Research paper: Challenges faced by managers of multicultural workforces and recommendations for management training

Today, the growing number of large, medium and small companies actively enter the foreign market, engaging into export activities, licensing, joint venturing, direct investing, management consulting. The number of mergers and acquisitions, strategic alliances and unions is also growing, which is usually preceded by cross-cultural negotiations. There is a growing number of multicultural organizations whose workers must recognize and respect differences, interests of cultural and social groups, exercise political correctness and rejection of discrimination (Anheier & Isar, 2008).
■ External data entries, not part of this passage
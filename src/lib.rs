//! Typed Rust client for the SMS.IR HTTP API.
//!
//! The crate is split into a domain layer of validated types, a transport layer for
//! wire-format quirks, a token layer that keeps one short-lived access token per client
//! and a small client layer orchestrating requests.
//!
//! Access tokens are cached for [`config::DEFAULT_TOKEN_TTL`] by default. Concurrent
//! requests that find no valid token share a single call to the token endpoint.
//!
//! ```rust,no_run
//! use smsir::{Config, MobileNumber, SendVerificationCode, SmsIrClient, VerificationCode};
//!
//! #[tokio::main]
//! async fn main() -> Result<(), smsir::SmsIrError> {
//!     let client = SmsIrClient::new(Config::new("api-key", "secret-key"))?;
//!     let credit = client.get_credit().await?;
//!     println!("credit: {}", credit.credit);
//!
//!     let request = SendVerificationCode::new(
//!         MobileNumber::new("09121234567")?,
//!         VerificationCode::new("12345")?,
//!     );
//!     let _resp = client.send_verification_code(request).await?;
//!     Ok(())
//! }
//! ```
#![forbid(unsafe_code)]

pub mod client;
pub mod config;
pub mod domain;
pub mod token;
mod transport;

pub use client::{SmsIrClient, SmsIrClientBuilder, SmsIrError};
pub use config::{Config, ConfigError};
pub use domain::{
    CreditResponse, MobileNumber, PhoneNumber, SendByTemplate, SendResponse,
    SendVerificationCode, TemplateId, TemplateParameter, ValidationError, VerificationCode,
};
pub use token::{
    AccessToken, Credentials, HttpTokenFetcher, TokenCache, TokenCacheOptions, TokenError,
    TokenFetcher, TokenProvider,
};
//! Transport layer: HTTP and wire-format details (serialization/deserialization).

mod credit;
pub mod http;
mod number;
mod send;
mod token;

pub use credit::decode_credit_json_response;
pub use send::{
    decode_send_json_response, encode_ultra_fast_send_body, encode_verification_code_body,
};
pub use token::{decode_token_json_response, encode_token_request};

#[derive(Debug, thiserror::Error)]
pub enum TransportError {
    #[error("invalid JSON response: {0}")]
    Json(#[from] serde_json::Error),

    #[error("successful response without `{field}`")]
    MissingField { field: &'static str },
}

/// Common envelope of every SMS.IR reply: a success flag, an optional message, and the
/// endpoint-specific value.
#[derive(Debug, Clone, PartialEq, Eq)]
pub struct ApiReply<T> {
    pub is_successful: bool,
    pub message: Option<String>,
    pub value: Option<T>,
}

impl<T> ApiReply<T> {
    fn new(is_successful: bool, message: Option<String>, value: Option<T>) -> Self {
        Self {
            is_successful,
            message: message.filter(|message| !message.trim().is_empty()),
            value,
        }
    }
}
#[cfg(test)]
mod tests {
    use crate::domain::{MobileNumber, TemplateId, VerificationCode};
    use crate::transport::http::SECURE_TOKEN_HEADER;
    use crate::transport::http::fake::{FailingTransport, FakeTransport};

    use super::*;

    const BASE_URL: &str = "https://example.invalid/api";

    fn config() -> Config {
        Config {
            base_url: BASE_URL.to_owned(),
            ..Config::new("fake_api_key", "fake_secret_key")
        }
    }

    fn static_token(value: &str) -> Arc<dyn TokenProvider> {
        Arc::new(AccessToken::new(value).unwrap())
    }

    fn make_client(
        tokens: Arc<dyn TokenProvider>,
        transport: impl HttpTransport + 'static,
    ) -> SmsIrClient {
        SmsIrClient::from_parts(&config(), Arc::new(transport), Some(tokens))
    }

    fn verification_request(mobile: &str) -> SendVerificationCode {
        SendVerificationCode::new(
            MobileNumber::new(mobile).unwrap(),
            VerificationCode::new("fake_code").unwrap(),
        )
    }

    fn body_json(body: Option<&str>) -> serde_json::Value {
        serde_json::from_str(body.unwrap()).unwrap()
    }

    #[tokio::test]
    async fn get_credit_uses_token_and_credit_endpoint() {
        let transport = FakeTransport::new(200, r#"{"Credit":1,"IsSuccessful":true}"#);
        let client = make_client(static_token("fake_token"), transport.clone());

        let response = client.get_credit().await.unwrap();
        assert_eq!(response.credit, "1");

        let request = transport.last_request().unwrap();
        assert_eq!(request.method, HttpMethod::Get);
        assert_eq!(request.url, "https://example.invalid/api/credit");
        assert_eq!(request.token.as_deref(), Some("fake_token"));
        assert_eq!(request.body, None);
    }

    #[tokio::test]
    async fn get_credit_maps_unsuccessful_reply_to_api_error() {
        let transport = FakeTransport::new(
            200,
            r#"{"Credit":0,"IsSuccessful":false,"Message":"invalid token"}"#,
        );
        let client = make_client(static_token("by_invalid_token"), transport);

        let err = client.get_credit().await.unwrap_err();
        match err {
            SmsIrError::Api { message } => assert_eq!(message.as_deref(), Some("invalid token")),
            other => panic!("unexpected error: {other:?}"),
        }
    }

    #[tokio::test]
    async fn get_credit_maps_missing_credit_to_parse_error() {
        let transport = FakeTransport::new(200, r#"{"IsSuccessful":true}"#);
        let client = make_client(static_token("t"), transport);

        let err = client.get_credit().await.unwrap_err();
        assert!(matches!(err, SmsIrError::Parse(_)));
    }

    #[tokio::test]
    async fn send_verification_code_posts_code_and_mobile() {
        let transport = FakeTransport::new(
            200,
            r#"{"VerificationCodeId":53160177228.0,"IsSuccessful":true}"#,
        );
        let client = make_client(static_token("fake_token"), transport.clone());

        let response = client
            .send_verification_code(verification_request("fake_mobile"))
            .await
            .unwrap();
        assert_eq!(response.verification_code_id, "53160177228");

        let request = transport.last_request().unwrap();
        assert_eq!(request.method, HttpMethod::Post);
        assert_eq!(request.url, "https://example.invalid/api/VerificationCode");
        assert_eq!(request.token.as_deref(), Some("fake_token"));
        let body = body_json(request.body.as_deref());
        assert_eq!(body["MobileNumber"], "fake_mobile");
        assert_eq!(body["Code"], "fake_code");
    }

    #[tokio::test]
    async fn send_verification_code_maps_unsuccessful_reply_to_api_error() {
        let transport = FakeTransport::new(
            200,
            r#"{"VerificationCodeId":0,"IsSuccessful":false,"Message":"invalid mobile"}"#,
        );
        let client = make_client(static_token("fake_token"), transport);

        let err = client
            .send_verification_code(verification_request("by_invalid_mobile"))
            .await
            .unwrap_err();
        assert_eq!(err.to_string(), "API error: invalid mobile");
    }

    #[tokio::test]
    async fn send_by_template_posts_template_body() {
        let transport = FakeTransport::new(
            200,
            r#"{"VerificationCodeId":42,"IsSuccessful":true,"Message":"sent"}"#,
        );
        let client = make_client(static_token("fake_token"), transport.clone());

        let request = SendByTemplate::with_pairs(
            MobileNumber::new("fake_mobile").unwrap(),
            TemplateId::new(123).unwrap(),
            [("param1", "value1"), ("param2", "value2")],
        )
        .unwrap();
        let response = client.send_by_template(request).await.unwrap();
        assert_eq!(response.verification_code_id, "42");
        assert_eq!(response.message.as_deref(), Some("sent"));

        let request = transport.last_request().unwrap();
        assert_eq!(request.url, "https://example.invalid/api/UltraFastSend");
        assert_eq!(request.token.as_deref(), Some("fake_token"));
        let body = body_json(request.body.as_deref());
        assert_eq!(body["Mobile"], "fake_mobile");
        assert_eq!(body["TemplateId"], 123);
        assert_eq!(body["ParameterArray"][0]["Parameter"], "param1");
        assert_eq!(body["ParameterArray"][1]["ParameterValue"], "value2");
    }

    #[tokio::test]
    async fn non_success_http_status_is_reported_with_body() {
        let transport = FakeTransport::new(500, "oops");
        let client = make_client(static_token("t"), transport);

        let err = client.get_credit().await.unwrap_err();
        assert!(matches!(
            err,
            SmsIrError::HttpStatus {
                status: 500,
                body: Some(_)
            }
        ));
    }

    #[tokio::test]
    async fn empty_http_body_maps_to_none() {
        let transport = FakeTransport::new(503, "   ");
        let client = make_client(static_token("t"), transport);

        let err = client.get_credit().await.unwrap_err();
        assert!(matches!(
            err,
            SmsIrError::HttpStatus {
                status: 503,
                body: None
            }
        ));
    }

    #[tokio::test]
    async fn invalid_json_maps_to_parse_error() {
        let transport = FakeTransport::new(200, "{ not json }");
        let client = make_client(static_token("t"), transport);

        let err = client
            .send_verification_code(verification_request("09121234567"))
            .await
            .unwrap_err();
        assert!(matches!(err, SmsIrError::Parse(_)));
    }

    #[tokio::test]
    async fn transport_failure_is_reported() {
        let client = make_client(static_token("t"), FailingTransport);

        let err = client.get_credit().await.unwrap_err();
        assert!(matches!(err, SmsIrError::Transport(_)));
    }

    #[tokio::test]
    async fn built_in_cache_fetches_token_before_request() {
        // One body serves both endpoints: unknown fields are ignored by each decoder.
        let transport = FakeTransport::new(
            200,
            r#"{"TokenKey":"issued","Credit":7,"IsSuccessful":true}"#,
        );
        let client = SmsIrClient::from_parts(&config(), Arc::new(transport.clone()), None);

        client.get_credit().await.unwrap();
        client.get_credit().await.unwrap();

        let requests = transport.requests();
        let urls = requests.iter().map(|r| r.url.as_str()).collect::<Vec<_>>();
        assert_eq!(
            urls,
            [
                "https://example.invalid/api/Token",
                "https://example.invalid/api/credit",
                "https://example.invalid/api/credit",
            ]
        );
        assert_eq!(requests[1].token.as_deref(), Some("issued"));
        assert_eq!(requests[2].token.as_deref(), Some("issued"));
    }

    #[tokio::test]
    async fn disabled_cache_fetches_token_for_every_request() {
        let transport = FakeTransport::new(
            200,
            r#"{"TokenKey":"issued","Credit":7,"IsSuccessful":true}"#,
        );
        let config = Config {
            disable_cache: true,
            ..config()
        };
        let client = SmsIrClient::from_parts(&config, Arc::new(transport.clone()), None);

        client.get_credit().await.unwrap();
        client.get_credit().await.unwrap();

        let token_requests = transport
            .requests()
            .iter()
            .filter(|r| r.url.ends_with("/Token"))
            .count();
        assert_eq!(token_requests, 2);
    }

    #[tokio::test]
    async fn token_failure_stops_request() {
        let transport = FakeTransport::new(200, r#"{"TokenKey":"","IsSuccessful":false}"#);
        let client = SmsIrClient::from_parts(&config(), Arc::new(transport.clone()), None);

        let err = client.get_credit().await.unwrap_err();
        assert!(matches!(
            err,
            SmsIrError::Token(TokenError::Authentication { .. })
        ));
        assert_eq!(transport.request_count(), 1);
    }

    #[tokio::test]
    async fn unauthorized_response_invalidates_cached_token() {
        let cache = Arc::new(TokenCache::new(
            Credentials::new("k", "s"),
            Arc::new(HttpTokenFetcher::with_transport(
                BASE_URL,
                Arc::new(FakeTransport::new(
                    200,
                    r#"{"TokenKey":"issued","IsSuccessful":true}"#,
                )),
            )),
            TokenCacheOptions::default(),
        ));
        let provider: Arc<dyn TokenProvider> = cache.clone();
        let client = make_client(provider, FakeTransport::new(401, ""));

        let err = client.get_credit().await.unwrap_err();
        assert!(matches!(
            err,
            SmsIrError::HttpStatus {
                status: 401,
                body: None
            }
        ));
        assert!(format!("{cache:?}").contains("cached: false"));
    }

    /// Static token that records which tokens were reported as rejected.
    struct RecordingProvider {
        token: AccessToken,
        rejected: std::sync::Mutex<Vec<AccessToken>>,
    }

    impl TokenProvider for RecordingProvider {
        fn access_token(&self) -> crate::token::BoxFuture<'_, Result<AccessToken, TokenError>> {
            Box::pin(async move { Ok(self.token.clone()) })
        }

        fn invalidate(&self, token: &AccessToken) {
            self.rejected.lock().unwrap().push(token.clone());
        }
    }

    #[tokio::test]
    async fn unauthorized_response_reports_the_token_that_was_sent() {
        let provider = Arc::new(RecordingProvider {
            token: AccessToken::new("sent").unwrap(),
            rejected: std::sync::Mutex::new(Vec::new()),
        });
        let client = make_client(provider.clone(), FakeTransport::new(401, ""));

        client.get_credit().await.unwrap_err();
        assert_eq!(
            provider.rejected.lock().unwrap().as_slice(),
            [AccessToken::new("sent").unwrap()]
        );

        let client = make_client(provider.clone(), FakeTransport::new(500, ""));
        client.get_credit().await.unwrap_err();
        assert_eq!(provider.rejected.lock().unwrap().len(), 1);
    }

    #[test]
    fn builder_rejects_invalid_base_url() {
        let err = SmsIrClient::builder(Config::default())
            .base_url("not a url")
            .build()
            .err()
            .unwrap();
        assert!(matches!(
            err,
            SmsIrError::Config(ConfigError::InvalidBaseUrl { .. })
        ));
    }

    #[test]
    fn builder_overrides_are_applied() {
        let client = SmsIrClient::builder(Config::default())
            .base_url("http://127.0.0.1:9/api/")
            .disable_cache(true)
            .token_ttl(Duration::from_secs(5))
            .timeout(Duration::from_secs(1))
            .user_agent("smsir-tests")
            .build()
            .unwrap();
        assert_eq!(client.credit_endpoint, "http://127.0.0.1:9/api/credit");
        assert_eq!(
            client.verification_code_endpoint,
            "http://127.0.0.1:9/api/VerificationCode"
        );
        assert_eq!(
            client.ultra_fast_send_endpoint,
            "http://127.0.0.1:9/api/UltraFastSend"
        );
    }

    #[test]
    fn secure_token_header_name_matches_provider() {
        assert_eq!(SECURE_TOKEN_HEADER, "x-sms-ir-secure-token");
    }
}
//! Client configuration with documented defaults and environment loading.

use std::time::Duration;

/// Production SMS.IR REST endpoint.
pub const DEFAULT_BASE_URL: &str = "https://RestfulSms.com/api";

/// How long an issued token is trusted before it is fetched again.
pub const DEFAULT_TOKEN_TTL: Duration = Duration::from_secs(30 * 60);

pub const ENV_API_KEY: &str = "SMSIR_API_KEY";
pub const ENV_SECRET_KEY: &str = "SMSIR_SECRET_KEY";
pub const ENV_BASE_URL: &str = "SMSIR_BASE_URL";
pub const ENV_DISABLE_CACHE: &str = "SMSIR_DISABLE_CACHE";
pub const ENV_TOKEN_TTL_SECS: &str = "SMSIR_TOKEN_TTL_SECS";

#[derive(Debug, Clone, PartialEq, Eq, thiserror::Error)]
pub enum ConfigError {
    #[error("invalid base URL: {value}")]
    InvalidBaseUrl { value: String },

    #[error("invalid boolean for {name}: {value}")]
    InvalidFlag { name: &'static str, value: String },

    #[error("invalid token TTL seconds: {value}")]
    InvalidTtl { value: String },
}

#[derive(Clone, PartialEq, Eq)]
/// Settings for [`crate::SmsIrClient`].
///
/// Every field can be set on its own; [`Config::default`] gives empty keys, the production
/// base URL, caching enabled and a 30 minute token lifetime.
pub struct Config {
    pub api_key: String,
    pub secret_key: String,
    pub base_url: String,
    /// Fetch a fresh token on every call instead of reusing a cached one.
    pub disable_cache: bool,
    pub token_ttl: Duration,
}

impl Default for Config {
    fn default() -> Self {
        Self {
            api_key: String::new(),
            secret_key: String::new(),
            base_url: DEFAULT_BASE_URL.to_owned(),
            disable_cache: false,
            token_ttl: DEFAULT_TOKEN_TTL,
        }
    }
}

impl std::fmt::Debug for Config {
    fn fmt(&self, f: &mut std::fmt::Formatter<'_>) -> std::fmt::Result {
        f.debug_struct("Config")
            .field("api_key", &self.api_key)
            .field("secret_key", &"<redacted>")
            .field("base_url", &self.base_url)
            .field("disable_cache", &self.disable_cache)
            .field("token_ttl", &self.token_ttl)
            .finish()
    }
}

impl Config {
    /// Configuration with the given credentials and every other field at its default.
    pub fn new(api_key: impl Into<String>, secret_key: impl Into<String>) -> Self {
        Self {
            api_key: api_key.into(),
            secret_key: secret_key.into(),
            ..Self::default()
        }
    }

    /// Read `SMSIR_*` variables from the process environment. Unset variables keep defaults.
    pub fn from_env() -> Result<Self, ConfigError> {
        Self::from_lookup(|name| std::env::var(name).ok())
    }

    /// Like [`Config::from_env`], reading variables through `lookup`.
    pub fn from_lookup<F>(lookup: F) -> Result<Self, ConfigError>
    where
        F: Fn(&str) -> Option<String>,
    {
        let mut config = Self::default();
        if let Some(api_key) = lookup(ENV_API_KEY) {
            config.api_key = api_key;
        }
        if let Some(secret_key) = lookup(ENV_SECRET_KEY) {
            config.secret_key = secret_key;
        }
        if let Some(base_url) = lookup(ENV_BASE_URL).filter(|value| !value.trim().is_empty()) {
            config.base_url = base_url.trim().to_owned();
        }
        if let Some(value) = lookup(ENV_DISABLE_CACHE) {
            config.disable_cache = parse_flag(ENV_DISABLE_CACHE, &value)?;
        }
        if let Some(value) = lookup(ENV_TOKEN_TTL_SECS) {
            let secs = value
                .trim()
                .parse::<u64>()
                .map_err(|_| ConfigError::InvalidTtl {
                    value: value.clone(),
                })?;
            config.token_ttl = Duration::from_secs(secs);
        }
        config.validate()?;
        Ok(config)
    }

    /// Check that the base URL is an absolute `http`/`https` URL.
    pub fn validate(&self) -> Result<(), ConfigError> {
        let invalid = || ConfigError::InvalidBaseUrl {
            value: self.base_url.clone(),
        };
        let url = url::Url::parse(&self.base_url).map_err(|_| invalid())?;
        if !matches!(url.scheme(), "http" | "https") || url.cannot_be_a_base() {
            return Err(invalid());
        }
        Ok(())
    }

    /// Absolute URL for `path` below the base URL (`{base}/{path}`).
    pub(crate) fn endpoint(&self, path: &str) -> String {
        join_url(&self.base_url, path)
    }
}

pub(crate) fn join_url(base_url: &str, path: &str) -> String {
    format!(
        "{}/{}",
        base_url.trim_end_matches('/'),
        path.trim_start_matches('/')
    )
}

fn parse_flag(name: &'static str, value: &str) -> Result<bool, ConfigError> {
    match value.trim().to_ascii_lowercase().as_str() {
        "1" | "true" | "yes" | "on" => Ok(true),
        "0" | "false" | "no" | "off" | "" => Ok(false),
        _ => Err(ConfigError::InvalidFlag {
            name,
            value: value.to_owned(),
        }),
    }
}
In these circumstances, it is the development of cross-cultural communication of managers that can improve the efficiency of management in a modern society under conditions of globalized economy and internationalization of production. In other words, understanding of the basic cultural principles of foreign partners or employees may be the central link to achieving success.

On the basis of collected and systematized information, since the early 1980’s attempts have been made to classify the types of business cultures, and allocate classification parameters or characteristics. The most widely used classification parameters today are the ones formulated by the Dutch scientist Geert Hofstede (1991), the American scientist Edward Hall (1990) and Dutch scientist Fons Trompenaars (1997). These classification parameters and characteristics (in spite of their methodological incompleteness) form the basis for practical recommendations aimed at preventing cross-cultural conflicts.

For the success of cross-cultural communication and managing multicultural workforce, the preliminary training of staff is crucial. Particular importance is attached to a cross-cultural training carried out on the basis of several approaches at a time, which will allow managers to form practical skills of intercultural interaction and increase the chances of getting a positive outcome of business activities.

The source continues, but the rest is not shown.